ACT Health Minister Katy Gallagher has ruled out a free-standing birth centre in Canberra and says the current centre will continue to operate within the planned Women's and Children's Hospital.
Lobby group Friends of the Birth Centre has urged the Government to expand the centre's services and renewed claims that plans for the new $90million hospital did not include a dedicated birth centre.
A birth centre is run by midwives and offers pregnant women the chance to have ''natural'' births with minimal medical intervention.
The ACT's only birth centre is attached to Canberra Hospital and delivers more than 600 babies a year.
The group's convener, Emma Davidson, said pregnant women had only a verbal statement from Ms Gallagher to reassure them the birth centre would continue to operate.
''We had a meeting with Katy Gallagher ... just before the election and she made a verbal commitment that there would be some form of birth centre, it would be maybe a separate entrance to one of the birth pods or something like that so women don't feel that they're coming into a hospital environment to have their babies,'' she said.
''But since then we haven't managed to have any meetings with the Department of Health and we don't know what's going on.''
Ms Davidson said the high demand for places at the birth centre showed there was an increasing desire for non-hospital births.

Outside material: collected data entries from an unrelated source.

mod archive_extractor;
mod archive_transport;
mod bundled_configs;
mod cache_store;
mod clock;
mod config_filesystem;
mod console;
mod prompter;
mod repository_fetcher;

pub use archive_extractor::ArchiveExtractor;
pub use archive_transport::{ArchiveResponse, ArchiveTransport, ProbeResponse, TransportError};
pub use bundled_configs::BundledConfigs;
pub use cache_store::CacheStore;
pub use clock::{Clock, SystemClock};
pub use config_filesystem::ConfigFilesystem;
pub use console::Console;
pub use prompter::Prompter;
pub use repository_fetcher::{FetchedSource, RepositoryFetcher, SourceOrigin};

''At the moment we've got a birth centre that's attached to the Canberra Hospital and that's fantastic ... But there are some women who would prefer to be in a free-standing birth centre that's not overseen by obstetrics at a hospital and these women in Canberra don't really have anywhere to go,'' she said.

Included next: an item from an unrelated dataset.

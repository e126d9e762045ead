pub mod bootstrap;
pub mod cache;
pub mod install;
pub mod list;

Ms Gallagher guaranteed the birth centre would continue to operate at the new hospital and would ensure Friends of the Birth Centre were consulted on the architect's plans.
But she said there would not be a free-standing birth centre.
''There will be a separate birth centre, like the one that's run now, with midwives, with midwife-led care.
''If there is a need to have more capacity within the existing birth centre then that certainly will be looked at.''
A report published by the Australian Institute of Health and Welfare last week showed Canberran women were second only to West Australians when it came to having their babies in a birth centre.
About 7 per cent of ACT mothers chose to give birth in a birth centre.